His manners were repulsive, his understanding narrow, and his principles inflexibly rigid; his mind was rather tenacious than strong; what little he knew, he knew thoroughly, and what he once acquired he retained for ever. Early in life he had made a large fortune with a spotless character, and having retired from business, found his mind utterly vacant; by the persuasion of his wife, he was induced to listen to the evangelical preachers, and (as is often the case with converts either in early youth or in advanced life,) in a short time he far outwent his preceptors. Calvinism, Calvinism was every thing with him; his expertness in the five points would have foiled even their redoutable refuter, Dr. Whitby himself; but his theology having obtained full possession of his head, seemed so satisfied with its conquest, that it never ventured to invade his heart.—
To a character thus formed, the abstinence from the vanities of life costs no struggle, and implies no victory over himself, for Calvinism is sufficient to afford him amusement as well as edification; the most enthusiastic playgoer could not await a first night with more eagerness than Wentworth looks forward to an occasion upon which a Socinian, a Catholic, an Arian, and an Arminian Methodist, are to be exposed ‘for the whole night to the battery of a dozen resolute Calvinists.’ In the house of Wentworth the community naturally can feel safe from any disturbing interferences, and it is, in fact, their habitual place of meeting. Among the daily guests is the greatest orator of the sect, a Tartuffian figure called Macowen, who appears to have also a private reason for visiting the family:
He was the son of a poor labourer, the tenant of a wealthy gentleman in Cork, whose wife was evangelical; she instructed the children of her husband’s tenants in her own system; her husband gave her no disturbance; he followed his fox-hounds all day, and damned his wife’s Methodism over his claret all night. The good lady went her own way, and discovering in this lad, maugre his fierce red hair and bare broad feet, evident marks of his being “a growing and a gracious character” — — — — She proposed a subscription among her friends to enable him to enter the university, and be qualified “to minister at the altar.”
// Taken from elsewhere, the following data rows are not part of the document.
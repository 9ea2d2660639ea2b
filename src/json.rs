//! JSON text ⇄ generic values.
use serde_json::Value;

use crate::error::{Error, Result};

/// Parse a JSON document, reporting the JSON path of the failure.
pub fn parse(src: &str) -> Result<Value> {
    let de = &mut serde_json::Deserializer::from_str(src);
    let value = match serde_path_to_error::deserialize::<_, Value>(&mut *de) {
        Ok(v) => v,
        Err(err) => {
            let path = err.path().to_string();
            return Err(Error::Json(format!("at JSON path {path} → {}", err.into_inner())));
        }
    };
    de.end().map_err(|err| Error::Json(err.to_string()))?;
    Ok(value)
}

/// Render a value; `indent == 0` gives compact output.
pub fn to_string(value: &Value, indent: usize) -> String {
    if indent == 0 {
        return value.to_string();
    }
    let pad = vec![b' '; indent];
    let formatter = serde_json::ser::PrettyFormatter::with_indent(&pad);
    let mut out = Vec::new();
    let mut ser = serde_json::Serializer::with_formatter(&mut out, formatter);
    match serde::Serialize::serialize(value, &mut ser) {
        Ok(()) => String::from_utf8(out).unwrap_or_default(),
        Err(_) => value.to_string(),
    }
}

#[cfg(test)]
mod tests {
    use super::*;
    use serde_json::json;

    #[test]
    fn parses_with_order_preserved() {
        let v = parse(r#"{"b": 1, "a": [true, null]}"#).unwrap();
        let keys: Vec<_> = v.as_object().unwrap().keys().cloned().collect();
        assert_eq!(keys, vec!["b", "a"]);
        assert_eq!(v, json!({"b": 1, "a": [true, null]}));
    }

    #[test]
    fn reports_trailing_garbage() {
        assert!(matches!(parse("{} {}"), Err(Error::Json(_))));
    }

    #[test]
    fn reports_syntax_errors() {
        let err = parse(r#"{"a": [1, }"#).unwrap_err();
        assert!(err.to_string().starts_with("parse json: at JSON path"));
    }

    #[test]
    fn pretty_and_compact() {
        let v = json!({"a": [1]});
        assert_eq!(to_string(&v, 0), r#"{"a":[1]}"#);
        assert_eq!(to_string(&v, 2), "{\n  \"a\": [\n    1\n  ]\n}");
    }
}
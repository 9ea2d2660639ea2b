use thiserror::Error;

pub type Result<T> = std::result::Result<T, Error>;

/// Terminal conversion failures. Block-shape mismatches in the JSON → HCL
/// direction never surface here; they degrade to plain attributes.
#[derive(Debug, Error)]
pub enum Error {
    #[error("parse hcl")]
    Parse(#[from] ParseError),

    #[error("format hcl")]
    Format(#[from] hcl::Error),

    #[error("parse json: {0}")]
    Json(String),

    /// Block and non-block data collide under one name.
    #[error("cannot convert block {path}: {reason}")]
    StructuralConflict { path: String, reason: String },

    #[error("expected a JSON object at the document root, got {0}")]
    NotAnObject(&'static str),
}

/// Syntax error reported by the frontend, positioned 1-based.
#[derive(Debug, Clone, PartialEq, Eq, Error)]
#[error("{line}:{column}: {message}")]
pub struct ParseError {
    pub message: String,
    pub line: usize,
    pub column: usize,
}

impl ParseError {
    pub(crate) fn at(source: &str, offset: usize, message: impl Into<String>) -> Self {
        let (line, column) = line_column(source, offset);
        Self { message: message.into(), line, column }
    }
}

/// Byte offset → 1-based (line, column).
pub(crate) fn line_column(source: &str, offset: usize) -> (usize, usize) {
    let mut line = 1;
    let mut column = 1;
    for (i, ch) in source.char_indices() {
        if i >= offset {
            break;
        }
        if ch == '\n' {
            line += 1;
            column = 1;
        } else {
            column += 1;
        }
    }
    (line, column)
}

pub(crate) fn kind_name(value: &serde_json::Value) -> &'static str {
    match value {
        serde_json::Value::Null => "null",
        serde_json::Value::Bool(_) => "a boolean",
        serde_json::Value::Number(_) => "a number",
        serde_json::Value::String(_) => "a string",
        serde_json::Value::Array(_) => "an array",
        serde_json::Value::Object(_) => "an object",
    }
}

#[cfg(test)]
mod tests {
    use super::*;

    #[test]
    fn positions_are_one_based() {
        let src = "a = 1\nbb = @";
        assert_eq!(line_column(src, 0), (1, 1));
        assert_eq!(line_column(src, 11), (2, 6));
        let err = ParseError::at(src, 11, "unexpected character");
        assert_eq!(err.to_string(), "2:6: unexpected character");
    }
}
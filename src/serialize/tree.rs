use indexmap::IndexMap;
use serde_json::{Map, Value};

use crate::error::{Error, Result};

type NodeId = usize;

const ROOT: NodeId = 0;

/// One JSON object under construction, addressed by key path.
///
/// Block labels become nested plain objects and only the innermost level is
/// a list of block bodies. Nodes live in an arena so descending never holds
/// two mutable views of the same map.
pub(super) struct TreeBuilder {
    nodes: Vec<Node>,
}

enum Node {
    Object(IndexMap<String, NodeId>),
    Blocks(Vec<Value>),
    Leaf(Value),
}

impl TreeBuilder {
    pub fn new() -> Self {
        Self { nodes: vec![Node::Object(IndexMap::new())] }
    }

    pub fn set_attribute(&mut self, name: &str, value: Value) {
        match self.child(ROOT, name) {
            Some(id) => self.nodes[id] = Node::Leaf(value),
            None => {
                self.insert(ROOT, name, Node::Leaf(value));
            }
        }
    }

    /// Append a block body at `path` (block type followed by its labels).
    pub fn append_block(&mut self, path: &[&str], body: Value) -> Result<()> {
        let Some((last, parents)) = path.split_last() else {
            return Ok(());
        };
        let mut current = ROOT;
        for (depth, key) in parents.iter().enumerate() {
            current = match self.child(current, key) {
                None => self.insert(current, key, Node::Object(IndexMap::new())),
                Some(id) => match &self.nodes[id] {
                    Node::Object(_) => id,
                    Node::Leaf(_) => return Err(conflict(&path[..=depth], "already defined as an attribute")),
                    Node::Blocks(_) => {
                        return Err(conflict(&path[..=depth], "cannot have blocks with and without labels"));
                    }
                },
            };
        }
        match self.child(current, last) {
            None => {
                self.insert(current, last, Node::Blocks(vec![body]));
            }
            Some(id) => match &mut self.nodes[id] {
                Node::Blocks(list) => list.push(body),
                Node::Leaf(_) => return Err(conflict(path, "already defined as an attribute")),
                Node::Object(_) => return Err(conflict(path, "cannot have blocks with and without labels")),
            },
        }
        Ok(())
    }

    pub fn finish(mut self) -> Value {
        self.take(ROOT)
    }

    // ---- arena ---- //

    fn child(&self, parent: NodeId, key: &str) -> Option<NodeId> {
        match &self.nodes[parent] {
            Node::Object(map) => map.get(key).copied(),
            _ => None,
        }
    }

    fn insert(&mut self, parent: NodeId, key: &str, node: Node) -> NodeId {
        let id = self.nodes.len();
        self.nodes.push(node);
        if let Node::Object(map) = &mut self.nodes[parent] {
            map.insert(key.to_string(), id);
        }
        id
    }

    fn take(&mut self, id: NodeId) -> Value {
        match std::mem::replace(&mut self.nodes[id], Node::Leaf(Value::Null)) {
            Node::Leaf(value) => value,
            Node::Blocks(list) => Value::Array(list),
            Node::Object(map) => {
                let mut out = Map::new();
                for (key, child) in map {
                    out.insert(key, self.take(child));
                }
                Value::Object(out)
            }
        }
    }
}

fn conflict(path: &[&str], reason: &str) -> Error {
    let path = path.join(".");
    tracing::debug!(%path, reason, "structural conflict");
    Error::StructuralConflict { path, reason: reason.to_string() }
}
The subscription went on zealously, and young Macowen entered College; but when once there, his views, as they were called, expanded so rapidly, that no Church Episcopalian, Presbyterian, or Independent, had the good fortune precisely to suit his sentiments in orthodoxy of system, or purity of discipline. Thus he moved a splendid and erratick meteor, shedding his light on the churches as he passed, but defying them all to calculate his orbit, or ascertain his direction. In the mean time, it had been suggested to him that many evangelical females, of large fortune, would not be unwilling to share his fate. This hint, often repeated and readily believed, threw a most odious suavity into his manner; his overblown vulgar courtesy was like the flowers of the poppy, all glare and stench. Under these circumstances, he had become the intimate of the Wentworth family; and from the moment he beheld Eva, his feelings were what he could not describe, and would not account for even to himself, but what he was determined implicitly to follow. His system took part with his inclinations, and in a short time he believed it a duty to impress her with the conviction that her salvation must depend on her being united with him.—
The inmost reason for Mr. Wentworth having suffered so meritorious a wooer to be outrivalled by the unbelieving De Courcy lies in his still being enough of a man of business fully to appreciate the considerable property the latter is heir to. His wife, on the other hand, is really attached to the preserver of her ‘niece.’ She is a woman remarkable for intelligence of mind and dignity of character; and though her manner appears stiff and constrained by the influence of her religion, she is naturally warm-hearted and loves Eva as if she were her own child. She cannot, however, do much to enliven the heavy routine fixed by Wentworth and Macowen, the monotony of which is broken only by scenes like the following. De Courcy and Montgomery call one morning when the gentlemen are sitting at the breakfast-table, engaged in an animated controversy with a new convert:
The muffins had been swallowed wholesale, the eggs scarcely tasted, (though Macowen was a very good judge of eggs), and the tea drank scalding hot, in the rage of debate, and still it raged. Mrs. Wentworth sat at her knitting, at safe distance from the field of battle, and Eva poured out cup after cup in silence. Macowen had been pressing the new convert for a test of his faith; for he had no idea of a man’s having any religion unless he could specify it under a particular denomination, and signify his creed by a kind of free-masonic sign, technical and decisive. This the convert refused, it seems; and as the young men came in, he was bellowing, with a cup of tea in his hand, which he was spilling in the trepidation of his rage,—“No, sir—no, sir—never, never. I will neither be Catholic or Protestant, Arminian or Calvinist.”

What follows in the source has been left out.